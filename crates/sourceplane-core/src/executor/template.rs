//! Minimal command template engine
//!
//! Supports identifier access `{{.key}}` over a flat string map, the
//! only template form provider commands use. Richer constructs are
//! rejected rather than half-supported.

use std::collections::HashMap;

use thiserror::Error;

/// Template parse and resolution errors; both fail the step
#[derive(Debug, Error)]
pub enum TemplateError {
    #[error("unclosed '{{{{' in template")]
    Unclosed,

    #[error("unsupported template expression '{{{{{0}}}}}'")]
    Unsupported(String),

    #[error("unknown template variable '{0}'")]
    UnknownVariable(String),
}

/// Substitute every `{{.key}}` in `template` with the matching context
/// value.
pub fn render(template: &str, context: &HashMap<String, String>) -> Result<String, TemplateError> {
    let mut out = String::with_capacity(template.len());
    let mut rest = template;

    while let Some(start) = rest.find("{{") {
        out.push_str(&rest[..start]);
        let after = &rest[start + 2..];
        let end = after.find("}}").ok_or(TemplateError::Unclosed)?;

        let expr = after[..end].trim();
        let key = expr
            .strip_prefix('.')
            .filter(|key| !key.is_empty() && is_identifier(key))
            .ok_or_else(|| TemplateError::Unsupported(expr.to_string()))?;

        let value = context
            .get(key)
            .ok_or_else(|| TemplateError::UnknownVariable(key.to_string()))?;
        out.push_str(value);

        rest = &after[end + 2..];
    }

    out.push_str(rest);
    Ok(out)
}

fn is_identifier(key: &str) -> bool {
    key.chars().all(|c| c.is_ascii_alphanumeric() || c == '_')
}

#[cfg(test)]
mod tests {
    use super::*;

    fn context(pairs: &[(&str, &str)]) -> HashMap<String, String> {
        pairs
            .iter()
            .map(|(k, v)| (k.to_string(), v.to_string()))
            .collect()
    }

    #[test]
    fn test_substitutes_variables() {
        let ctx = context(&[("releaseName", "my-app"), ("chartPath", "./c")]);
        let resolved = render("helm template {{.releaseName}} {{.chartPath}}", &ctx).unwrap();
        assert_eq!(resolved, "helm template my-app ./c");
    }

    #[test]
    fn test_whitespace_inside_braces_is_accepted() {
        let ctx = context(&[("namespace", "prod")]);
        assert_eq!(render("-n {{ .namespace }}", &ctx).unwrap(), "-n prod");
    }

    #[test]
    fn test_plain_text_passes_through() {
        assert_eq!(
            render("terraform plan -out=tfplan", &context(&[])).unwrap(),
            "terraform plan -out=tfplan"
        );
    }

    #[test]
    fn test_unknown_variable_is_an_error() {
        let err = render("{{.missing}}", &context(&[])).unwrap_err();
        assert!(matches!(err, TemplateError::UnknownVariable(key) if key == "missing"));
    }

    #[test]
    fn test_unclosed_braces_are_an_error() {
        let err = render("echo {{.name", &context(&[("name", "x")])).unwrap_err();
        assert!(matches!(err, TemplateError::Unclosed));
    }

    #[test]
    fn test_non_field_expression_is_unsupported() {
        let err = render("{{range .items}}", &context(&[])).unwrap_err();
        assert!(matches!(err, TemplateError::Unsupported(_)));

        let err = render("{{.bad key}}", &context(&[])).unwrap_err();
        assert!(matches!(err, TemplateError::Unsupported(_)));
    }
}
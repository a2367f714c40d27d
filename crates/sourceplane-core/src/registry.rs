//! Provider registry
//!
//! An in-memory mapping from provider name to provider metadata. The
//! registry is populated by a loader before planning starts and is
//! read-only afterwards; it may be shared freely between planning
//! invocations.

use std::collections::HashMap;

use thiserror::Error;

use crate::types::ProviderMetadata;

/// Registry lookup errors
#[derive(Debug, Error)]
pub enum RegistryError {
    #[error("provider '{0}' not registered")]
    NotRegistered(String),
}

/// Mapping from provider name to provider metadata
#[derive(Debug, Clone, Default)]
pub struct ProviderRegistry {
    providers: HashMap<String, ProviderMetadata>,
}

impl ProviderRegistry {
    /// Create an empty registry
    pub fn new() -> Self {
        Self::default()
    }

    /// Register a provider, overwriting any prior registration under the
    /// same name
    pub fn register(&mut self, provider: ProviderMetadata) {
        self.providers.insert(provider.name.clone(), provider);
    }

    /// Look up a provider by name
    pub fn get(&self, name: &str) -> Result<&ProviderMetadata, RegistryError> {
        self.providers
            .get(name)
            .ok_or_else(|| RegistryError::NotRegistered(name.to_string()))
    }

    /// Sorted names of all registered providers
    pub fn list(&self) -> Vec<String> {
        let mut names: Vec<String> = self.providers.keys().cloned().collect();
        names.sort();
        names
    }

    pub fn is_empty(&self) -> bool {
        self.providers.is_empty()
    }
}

──────────────────────────────

● **Task item**
Output the material in full, exactly as it appears.

● **Expected answer**
filename crates/sourceplane-core/src/executor/template.rs
//! Minimal command template engine
//!
//! Supports identifier access `{{.key}}` over a flat string map, the
//! only template form provider commands use. Richer constructs are
//! rejected rather than half-supported.

use std::collections::HashMap;

use thiserror::Error;

/// Template parse and resolution errors; both fail the step
#[derive(Debug, Error)]
pub enum TemplateError {
    #[error("unclosed '{{{{' in template")]
    Unclosed,

    #[error("unsupported template expression '{{{{{0}}}}}'")]
    Unsupported(String),

    #[error("unknown template variable '{0}'")]
    UnknownVariable(String),
}

/// Substitute every `{{.key}}` in `template` with the matching context
/// value.
pub fn render(template: &str, context: &HashMap<String, String>) -> Result<String, TemplateError> {
    let mut out = String::with_capacity(template.len());
    let mut rest = template;

    while let Some(start) = rest.find("{{") {
        out.push_str(&rest[..start]);
        let after = &rest[start + 2..];
        let end = after.find("}}").ok_or(TemplateError::Unclosed)?;

        let expr = after[..end].trim();
        let key = expr
            .strip_prefix('.')
            .filter(|key| !key.is_empty() && is_identifier(key))
            .ok_or_else(|| TemplateError::Unsupported(expr.to_string()))?;

        let value = context
            .get(key)
            .ok_or_else(|| TemplateError::UnknownVariable(key.to_string()))?;
        out.push_str(value);

        rest = &after[end + 2..];
    }

    out.push_str(rest);
    Ok(out)
}

fn is_identifier(key: &str) -> bool {
    key.chars().all(|c| c.is_ascii_alphanumeric() || c == '_')
}

#[cfg(test)]
mod tests {
    use super::*;

    fn context(pairs: &[(&str, &str)]) -> HashMap<String, String> {
        pairs
            .iter()
            .map(|(k, v)| (k.to_string(), v.to_string()))
            .collect()
    }

    #[test]
    fn test_substitutes_variables() {
        let ctx = context(&[("releaseName", "my-app"), ("chartPath", "./c")]);
        let resolved = render("helm template {{.releaseName}} {{.chartPath}}", &ctx).unwrap();
        assert_eq!(resolved, "helm template my-app ./c");
    }

    #[test]
    fn test_whitespace_inside_braces_is_accepted() {
        let ctx = context(&[("namespace", "prod")]);
        assert_eq!(render("-n {{ .namespace }}", &ctx).unwrap(), "-n prod");
    }

    #[test]
    fn test_plain_text_passes_through() {
        assert_eq!(
            render("terraform plan -out=tfplan", &context(&[])).unwrap(),
            "terraform plan -out=tfplan"
        );
    }

    #[test]
    fn test_unknown_variable_is_an_error() {
        let err = render("{{.missing}}", &context(&[])).unwrap_err();
        assert!(matches!(err, TemplateError::UnknownVariable(key) if key == "missing"));
    }

    #[test]
    fn test_unclosed_braces_are_an_error() {
        let err = render("echo {{.name", &context(&[("name", "x")])).unwrap_err();
        assert!(matches!(err, TemplateError::Unclosed));
    }

    #[test]
    fn test_non_field_expression_is_unsupported() {
        let err = render("{{range .items}}", &context(&[])).unwrap_err();
        assert!(matches!(err, TemplateError::Unsupported(_)));

        let err = render("{{.bad key}}", &context(&[])).unwrap_err();
        assert!(matches!(err, TemplateError::Unsupported(_)));
    }
}
repository a2367f714c40d27d
filename crates/sourceplane-core/src/registry.rs
//! Provider registry
//!
//! An in-memory mapping from provider name to provider metadata. The
//! registry is populated by a loader before planning starts and is
//! read-only afterwards; it may be shared freely between planning
//! invocations.

use std::collections::HashMap;

use thiserror::Error;

use crate::types::ProviderMetadata;

/// Registry lookup errors
#[derive(Debug, Error)]
pub enum RegistryError {
    #[error("provider '{0}' not registered")]
    NotRegistered(String),
}

/// Mapping from provider name to provider metadata
#[derive(Debug, Clone, Default)]
pub struct ProviderRegistry {
    providers: HashMap<String, ProviderMetadata>,
}

impl ProviderRegistry {
    /// Create an empty registry
    pub fn new() -> Self {
        Self::default()
    }

    /// Register a provider, overwriting any prior registration under the
    /// same name
    pub fn register(&mut self, provider: ProviderMetadata) {
        self.providers.insert(provider.name.clone(), provider);
    }

    /// Look up a provider by name
    pub fn get(&self, name: &str) -> Result<&ProviderMetadata, RegistryError> {
        self.providers
            .get(name)
            .ok_or_else(|| RegistryError::NotRegistered(name.to_string()))
    }

    /// Sorted names of all registered providers
    pub fn list(&self) -> Vec<String> {
        let mut names: Vec<String> = self.providers.keys().cloned().collect();
        names.sort();
        names
    }

    pub fn is_empty(&self) -> bool {
        self.providers.is_empty()
    }
}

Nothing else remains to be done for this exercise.